# Goal of the exercise:
Look through the records below and copy each line that includes the word "first".

# Provided entries:
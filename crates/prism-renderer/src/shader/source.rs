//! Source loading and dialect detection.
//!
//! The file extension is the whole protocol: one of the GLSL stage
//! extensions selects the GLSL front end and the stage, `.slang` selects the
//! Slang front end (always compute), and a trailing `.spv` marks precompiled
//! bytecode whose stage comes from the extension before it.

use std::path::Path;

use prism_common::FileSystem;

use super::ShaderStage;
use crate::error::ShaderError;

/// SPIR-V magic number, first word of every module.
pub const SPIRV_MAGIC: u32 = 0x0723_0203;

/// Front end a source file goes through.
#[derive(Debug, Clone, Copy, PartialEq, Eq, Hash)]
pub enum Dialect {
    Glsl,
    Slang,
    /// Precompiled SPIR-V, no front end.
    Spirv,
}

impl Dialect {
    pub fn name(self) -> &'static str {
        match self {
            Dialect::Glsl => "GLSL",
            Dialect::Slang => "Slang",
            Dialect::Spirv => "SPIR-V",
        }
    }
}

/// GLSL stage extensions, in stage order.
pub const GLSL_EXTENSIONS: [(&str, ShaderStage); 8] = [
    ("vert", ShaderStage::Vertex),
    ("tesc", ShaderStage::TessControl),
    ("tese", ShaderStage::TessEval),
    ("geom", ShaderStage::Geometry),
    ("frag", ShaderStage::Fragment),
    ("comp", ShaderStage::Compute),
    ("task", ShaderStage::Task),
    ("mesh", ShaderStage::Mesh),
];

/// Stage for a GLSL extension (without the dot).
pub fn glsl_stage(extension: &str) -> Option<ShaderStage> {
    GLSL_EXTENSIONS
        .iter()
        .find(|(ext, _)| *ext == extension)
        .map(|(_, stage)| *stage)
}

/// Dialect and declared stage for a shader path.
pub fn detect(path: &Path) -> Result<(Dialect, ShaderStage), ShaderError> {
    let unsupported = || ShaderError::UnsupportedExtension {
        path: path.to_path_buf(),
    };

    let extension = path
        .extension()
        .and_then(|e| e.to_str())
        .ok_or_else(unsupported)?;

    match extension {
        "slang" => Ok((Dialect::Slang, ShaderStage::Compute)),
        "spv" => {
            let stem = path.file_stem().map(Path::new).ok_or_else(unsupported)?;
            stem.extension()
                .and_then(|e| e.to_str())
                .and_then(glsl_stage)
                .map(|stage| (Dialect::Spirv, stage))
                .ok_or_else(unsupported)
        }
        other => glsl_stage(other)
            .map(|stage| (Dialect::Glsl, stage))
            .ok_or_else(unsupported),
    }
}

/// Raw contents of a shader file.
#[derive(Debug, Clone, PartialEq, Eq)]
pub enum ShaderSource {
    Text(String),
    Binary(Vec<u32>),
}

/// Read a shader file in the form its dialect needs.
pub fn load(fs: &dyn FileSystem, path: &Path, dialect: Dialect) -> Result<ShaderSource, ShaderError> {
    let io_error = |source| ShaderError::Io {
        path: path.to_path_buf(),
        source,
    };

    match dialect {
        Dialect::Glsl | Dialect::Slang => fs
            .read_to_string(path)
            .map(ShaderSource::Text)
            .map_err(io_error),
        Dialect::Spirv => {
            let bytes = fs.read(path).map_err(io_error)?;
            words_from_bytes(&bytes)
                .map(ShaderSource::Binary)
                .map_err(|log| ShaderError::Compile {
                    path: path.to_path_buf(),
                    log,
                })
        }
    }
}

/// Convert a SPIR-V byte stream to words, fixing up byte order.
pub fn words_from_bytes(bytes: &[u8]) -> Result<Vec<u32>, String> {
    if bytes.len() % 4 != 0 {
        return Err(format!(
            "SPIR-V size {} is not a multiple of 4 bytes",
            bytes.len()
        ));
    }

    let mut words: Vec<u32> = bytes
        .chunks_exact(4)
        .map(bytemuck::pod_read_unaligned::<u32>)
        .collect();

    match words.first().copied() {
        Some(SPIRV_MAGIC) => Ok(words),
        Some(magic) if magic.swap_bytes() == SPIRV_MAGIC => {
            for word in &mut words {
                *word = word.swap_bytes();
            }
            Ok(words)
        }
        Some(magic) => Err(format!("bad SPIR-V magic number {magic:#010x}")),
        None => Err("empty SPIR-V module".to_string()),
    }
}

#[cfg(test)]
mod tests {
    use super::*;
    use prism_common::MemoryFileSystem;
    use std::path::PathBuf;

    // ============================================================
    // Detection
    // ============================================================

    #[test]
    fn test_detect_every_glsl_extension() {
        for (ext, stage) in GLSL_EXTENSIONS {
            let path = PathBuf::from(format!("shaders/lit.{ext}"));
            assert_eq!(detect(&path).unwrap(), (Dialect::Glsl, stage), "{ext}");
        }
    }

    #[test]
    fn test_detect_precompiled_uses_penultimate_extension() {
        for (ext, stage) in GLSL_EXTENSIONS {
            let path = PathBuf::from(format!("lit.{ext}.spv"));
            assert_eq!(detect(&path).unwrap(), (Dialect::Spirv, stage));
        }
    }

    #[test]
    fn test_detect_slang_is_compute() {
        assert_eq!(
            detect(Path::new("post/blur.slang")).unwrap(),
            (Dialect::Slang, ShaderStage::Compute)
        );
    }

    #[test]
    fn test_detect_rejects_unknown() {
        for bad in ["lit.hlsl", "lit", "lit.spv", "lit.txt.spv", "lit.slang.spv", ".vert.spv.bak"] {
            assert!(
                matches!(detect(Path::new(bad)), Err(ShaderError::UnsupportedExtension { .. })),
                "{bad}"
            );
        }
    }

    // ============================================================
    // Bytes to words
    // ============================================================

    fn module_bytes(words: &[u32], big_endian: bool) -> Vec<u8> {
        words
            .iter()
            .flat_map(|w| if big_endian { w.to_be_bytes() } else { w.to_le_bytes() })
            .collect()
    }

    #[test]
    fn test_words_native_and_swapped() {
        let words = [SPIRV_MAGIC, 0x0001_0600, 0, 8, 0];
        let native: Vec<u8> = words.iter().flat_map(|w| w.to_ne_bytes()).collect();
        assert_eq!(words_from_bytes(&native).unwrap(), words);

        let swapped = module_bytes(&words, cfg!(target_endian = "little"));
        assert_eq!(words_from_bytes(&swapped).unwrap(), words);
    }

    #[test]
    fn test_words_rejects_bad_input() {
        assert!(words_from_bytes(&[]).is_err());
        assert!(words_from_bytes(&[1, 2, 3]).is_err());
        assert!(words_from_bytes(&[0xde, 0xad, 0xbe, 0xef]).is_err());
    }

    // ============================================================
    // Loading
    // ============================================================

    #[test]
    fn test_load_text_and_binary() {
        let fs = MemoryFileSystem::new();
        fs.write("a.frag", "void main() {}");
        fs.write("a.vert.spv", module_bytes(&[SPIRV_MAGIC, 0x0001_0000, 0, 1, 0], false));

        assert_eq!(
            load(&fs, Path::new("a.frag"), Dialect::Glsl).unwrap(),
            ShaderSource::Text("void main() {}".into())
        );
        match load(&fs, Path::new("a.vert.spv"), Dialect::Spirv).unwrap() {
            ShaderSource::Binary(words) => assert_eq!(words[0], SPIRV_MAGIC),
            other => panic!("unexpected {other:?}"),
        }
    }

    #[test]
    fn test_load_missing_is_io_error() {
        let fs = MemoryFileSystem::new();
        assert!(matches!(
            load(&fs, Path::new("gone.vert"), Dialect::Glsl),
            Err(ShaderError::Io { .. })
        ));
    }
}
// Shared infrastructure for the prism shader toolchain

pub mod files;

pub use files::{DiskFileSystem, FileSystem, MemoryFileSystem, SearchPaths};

# Answer for this exercise:
/// SPIR-V magic number, first word of every module.
    match words.first().copied() {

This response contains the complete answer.